Google's self-driving experiment heads towards next phase

Gabe Nelson
  • Tweet
  • Share
  • Share
  • Email
  • More
    Print
    GABE NELSON
    + Enlarge This GraphicSource: Google

    MOUNTAIN VIEW, Calif. -- Google's self-driving car has never driven in the snow, gets puzzled by parking lots and cannot comprehend the hand signals from a traffic cop in an intersection.

    For all its cameras, lasers and sensors, the car of the future still can't do all the things that human drivers can.

    And yet, Google has come so far so fast with its 5-year-old experiment in autonomous driving that members of the self-driving team are now speaking more confidently than ever before about the next phase of its ambitious research project: moving the technology out of tricked-out test vehicles and into real-world cars and trucks.

    Google executives talk regularly with multiple automakers about the technology, and they're thinking hard about the best way to deliver a product that makes driving safer and traffic jams less tedious, Christopher Urmson, the director of the self-driving cars project, told reporters during a rare media briefing last week near Google's corporate headquarters here.

    "It has to be at a price point where the value to the customer exceeds the cost to the customer," Urmson said of the eventual product. "We're working on that."

    In Google's eyes, the imperative is strong. Each year, more than 30,000 people die on U.S. roadways from accidents mostly caused by human error. Ron Medford, who was second in command at the National Highway Traffic Safety Administration before becoming director of safety for the self-driving cars project in 2012, said he expects autonomous cars to be one of the three biggest lifesavers in the history of auto safety, along with seat belts and electronic stability control.

    Photo

    Urmson: Value must top cost.

    'Trust it enough'

    After last week's media briefing, Google drove dozens of journalists on 25-minute loops of Mountain View, during which the car confidently followed a preset route with virtually no need for human intervention. (See story, Page 30.)

    The company made clear that it still has big technological challenges ahead, including refining the maps and software that have allowed its modified vehicles to rack up more than 700,000 miles in autonomous mode since 2009. Google also must win the blessing of safety regulators and the trust of a skeptical public.

    A fully autonomous vehicle will not be offered "until it's safe and ready to be on the road," Urmson said.

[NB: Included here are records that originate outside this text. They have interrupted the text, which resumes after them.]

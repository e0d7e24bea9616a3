use std::path::Path;

use log::warn;

use crate::error::ConfigError;
use crate::game::{DEFAULT_COLS, DEFAULT_ROWS};

/// Largest accepted board side.
pub const MAX_BOARD_SIDE: usize = 64;

/// Top-level application configuration, loadable from TOML.
#[derive(Debug, Clone, Default, serde::Serialize, serde::Deserialize)]
#[serde(default)]
pub struct AppConfig {
    pub board: BoardConfig,
    pub ai: AiConfig,
    pub ui: UiConfig,
}

/// Grid dimensions.
#[derive(Debug, Clone, serde::Serialize, serde::Deserialize)]
#[serde(default)]
pub struct BoardConfig {
    pub width: usize,
    pub height: usize,
}

impl Default for BoardConfig {
    fn default() -> Self {
        BoardConfig {
            width: DEFAULT_COLS,
            height: DEFAULT_ROWS,
        }
    }
}

/// Computer opponent settings.
#[derive(Debug, Clone, serde::Serialize, serde::Deserialize)]
#[serde(default)]
pub struct AiConfig {
    /// Plies searched per computer move.
    pub depth: usize,
    /// Seed for move-order shuffling; random when absent.
    pub seed: Option<u64>,
    /// The computer plays Red and moves first.
    pub ai_starts: bool,
}

impl Default for AiConfig {
    fn default() -> Self {
        AiConfig {
            depth: 6,
            seed: None,
            ai_starts: false,
        }
    }
}

/// Terminal UI settings.
#[derive(Debug, Clone, serde::Serialize, serde::Deserialize)]
#[serde(default)]
pub struct UiConfig {
    /// Terminal columns per board cell, also the mouse hit width.
    pub cell_width: u16,
}

impl Default for UiConfig {
    fn default() -> Self {
        UiConfig { cell_width: 3 }
    }
}

impl AppConfig {
    /// Load configuration from a TOML file.
    pub fn load(path: &Path) -> Result<Self, ConfigError> {
        let content = std::fs::read_to_string(path).map_err(|e| ConfigError::FileRead {
            path: path.to_path_buf(),
            source: e,
        })?;
        let config: AppConfig = toml::from_str(&content)?;
        config.validate()?;
        Ok(config)
    }

    /// Load configuration from a TOML file, falling back to defaults if the file
    /// does not exist.
    pub fn load_or_default(path: &Path) -> Result<Self, ConfigError> {
        if path.exists() {
            Self::load(path)
        } else {
            warn!("config file '{}' not found, using defaults", path.display());
            Ok(Self::default())
        }
    }

    /// Validate configuration values.
    pub fn validate(&self) -> Result<(), ConfigError> {
        if self.board.width == 0 || self.board.width > MAX_BOARD_SIDE {
            return Err(ConfigError::Validation(format!(
                "board.width must be in [1, {MAX_BOARD_SIDE}]"
            )));
        }
        if self.board.height == 0 || self.board.height > MAX_BOARD_SIDE {
            return Err(ConfigError::Validation(format!(
                "board.height must be in [1, {MAX_BOARD_SIDE}]"
            )));
        }
        if self.ai.depth == 0 {
            return Err(ConfigError::Validation("ai.depth must be >= 1".into()));
        }
        if self.ui.cell_width == 0 {
            return Err(ConfigError::Validation("ui.cell_width must be > 0".into()));
        }
        Ok(())
    }

    /// Generate a TOML string with all default values (useful for creating
    /// example config files).
    pub fn default_toml() -> Result<String, toml::ser::Error> {
        toml::to_string_pretty(&AppConfig::default())
    }
}
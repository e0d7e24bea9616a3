//! Terminal UI: play against the computer with the keyboard or the mouse.

mod app;
pub mod board_widget;
mod game_view;

pub use app::App;
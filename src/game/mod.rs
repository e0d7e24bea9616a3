//! Core game logic: the in-place board with move/undo, line scanning and
//! position evaluation, the two players, and the ordered [`Score`] type.

mod board;
mod player;
mod score;

pub use board::{Board, Cell, GameOutcome, DEFAULT_COLS, DEFAULT_ROWS, DIRECTIONS, WIN_LENGTH};
pub use player::Player;
pub use score::Score;

#[cfg(test)]
pub(crate) use board::DRAW_SEQUENCE;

    "We think about that constantly. We want to make sure that when the technology comes to market, that you trust it enough to have it out there."

    But each step forward in Google's project widens the path for automakers to shift more control from driver to car, a trend that began decades ago with automatic transmissions, power steering and cruise control and now encompasses features that can intervene to prevent a crash, such as electronic stability control and automatic braking.

    More automakers are now looking at making the jump to a fully autonomous car. Volvo recently announced plans to put 100 self-driving cars on public roads in its hometown of Gothenburg, Sweden, by 2017. Mercedes-Benz said last year that a modified S-class sedan drove 62 miles from Mannheim to Pforzheim, Germany, on city and highway roads. Nissan, for its part, pledged to have a fully autonomous car ready for deployment by 2020. General Motors, moving step by step, says by 2020 it will launch a feature called Super Cruise that can take control of the steering and pedals once a driver is locked into a highway lane.

    Google's prototype self-driving vehicles have become a familiar sight here. Originally, the fleet consisted of modified Toyota Priuses, and, since 2012, modified versions of the Lexus RX 450h.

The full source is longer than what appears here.